→ **PROBLEM**
Your output should be the entries below, from the first line up to and including the line with "than anything fundamental.", reproduced exactly and with no other lines.
***** RAW DATA
//! Retry policy and the single-value retryable operation.
//!
//! Stateful sites fail mid-flow for reasons that resolve on a fresh
//! attempt (session hiccups, timeouts, transient error pages). The
//! policy bounds how many times an operation's factory may be invoked
//! and decides which errors count as transient; both are configuration,
//! not constants. Sequence-producing operations use
//! [`crate::resume::ResumableStream`], which shares this policy.

use std::future::Future;
use std::sync::Arc;
use tracing::debug;

use crate::error::SessionError;

/// Default total attempts, matching observed flakiness of the target
/// sites rather than anything fundamental.
pub const DEFAULT_MAX_ATTEMPTS: u32 = 4;

// ============================================================================
// Retry Policy
// ============================================================================

/// Custom transient-error classifier.
pub type TransientClassifier = Arc<dyn Fn(&SessionError) -> bool + Send + Sync>;

/// Bounded-retry configuration for one logical operation.
#[derive(Clone)]
pub struct RetryPolicy {
    /// Maximum total invocations of the operation's factory.
    pub max_attempts: u32,
    classifier: Option<TransientClassifier>,
}

impl RetryPolicy {
    /// Creates a policy with the given attempt budget and the default
    /// transient class ([`SessionError::is_transient`]).
    pub fn new(max_attempts: u32) -> Self {
        Self {
            max_attempts,
            classifier: None,
        }
    }

    /// Disables retries: a single attempt only.
    pub fn no_retry() -> Self {
        Self::new(1)
    }

    /// Replaces the transient class with a custom classifier.
    #[must_use]
    pub fn with_classifier(
        mut self,
        classifier: impl Fn(&SessionError) -> bool + Send + Sync + 'static,
    ) -> Self {
        self.classifier = Some(Arc::new(classifier));
        self
    }

    /// Returns true if the error belongs to the retryable class.
    pub fn is_transient(&self, error: &SessionError) -> bool {
        match &self.classifier {
            Some(classify) => classify(error),
            None => error.is_transient(),
        }
    }
}

impl Default for RetryPolicy {
    fn default() -> Self {
        Self::new(DEFAULT_MAX_ATTEMPTS)
    }
}

impl std::fmt::Debug for RetryPolicy {
    fn fmt(&self, f: &mut std::fmt::Formatter<'_>) -> std::fmt::Result {
        f.debug_struct("RetryPolicy")
            .field("max_attempts", &self.max_attempts)
            .field("custom_classifier", &self.classifier.is_some())
            .finish()
    }
}

// ============================================================================
// Single-Value Retry
// ============================================================================

/// Invokes `factory` until it succeeds, a non-transient error occurs, or
/// the attempt budget is spent.
///
/// Transient failures are logged and retried; everything else propagates
/// immediately. Exhaustion surfaces as
/// [`SessionError::ExhaustedRetries`].
pub async fn retry_value<T, F, Fut>(policy: &RetryPolicy, mut factory: F) -> Result<T, SessionError>
where
    F: FnMut() -> Fut,
    Fut: Future<Output = Result<T, SessionError>>,
{
    for attempt in 1..=policy.max_attempts {
        match factory().await {
            Ok(value) => return Ok(value),
            Err(error) if policy.is_transient(&error) => {
                debug!(attempt, error = %error, "Transient failure, retrying");
            }
            Err(error) => return Err(error),
        }
    }
    Err(SessionError::ExhaustedRetries {
        attempts: policy.max_attempts,
    })
}

// ============================================================================
// Tests
// ============================================================================

#[cfg(test)]
mod tests {
    use super::*;
    use std::sync::atomic::{AtomicU32, Ordering};

    #[tokio::test]
    async fn test_success_after_transient_failures() {
        let calls = AtomicU32::new(0);
        let policy = RetryPolicy::default();

        let value = retry_value(&policy, || {
            let n = calls.fetch_add(1, Ordering::SeqCst) + 1;
            async move {
                if n < 4 {
                    Err(SessionError::SessionExpired)
                } else {
                    Ok(n)
                }
            }
        })
        .await
        .unwrap();

        assert_eq!(value, 4);
        assert_eq!(calls.load(Ordering::SeqCst), 4);
    }

    #[tokio::test]
    async fn test_exhaustion_after_budget() {
        let calls = AtomicU32::new(0);
        let policy = RetryPolicy::default();

        let err = retry_value::<u32, _, _>(&policy, || {
            calls.fetch_add(1, Ordering::SeqCst);
            async { Err(SessionError::SessionExpired) }
        })
        .await
        .unwrap_err();

        assert!(matches!(err, SessionError::ExhaustedRetries { attempts: 4 }));
        assert_eq!(calls.load(Ordering::SeqCst), 4);
    }

    #[tokio::test]
    async fn test_permanent_error_not_retried() {
        let calls = AtomicU32::new(0);
        let policy = RetryPolicy::default();

        let err = retry_value::<u32, _, _>(&policy, || {
            calls.fetch_add(1, Ordering::SeqCst);
            async { Err(SessionError::InvalidCredentials) }
        })
        .await
        .unwrap_err();

        assert!(matches!(err, SessionError::InvalidCredentials));
        assert_eq!(calls.load(Ordering::SeqCst), 1);
    }

    #[tokio::test]
    async fn test_custom_classifier() {
        let calls = AtomicU32::new(0);
        // Treat nothing as transient: first failure is final.
        let policy = RetryPolicy::new(4).with_classifier(|_| false);

        let err = retry_value::<u32, _, _>(&policy, || {
            calls.fetch_add(1, Ordering::SeqCst);
            async { Err(SessionError::SessionExpired) }
        })
        .await
        .unwrap_err();

        assert!(matches!(err, SessionError::SessionExpired));
        assert_eq!(calls.load(Ordering::SeqCst), 1);
    }
}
**********
→ **EXERCISE ANSWER**
//! Retry policy and the single-value retryable operation.
//!
//! Stateful sites fail mid-flow for reasons that resolve on a fresh
//! attempt (session hiccups, timeouts, transient error pages). The
//! policy bounds how many times an operation's factory may be invoked
//! and decides which errors count as transient; both are configuration,
//! not constants. Sequence-producing operations use
//! [`crate::resume::ResumableStream`], which shares this policy.

use std::future::Future;
use std::sync::Arc;
use tracing::debug;

use crate::error::SessionError;

/// Default total attempts, matching observed flakiness of the target
/// sites rather than anything fundamental.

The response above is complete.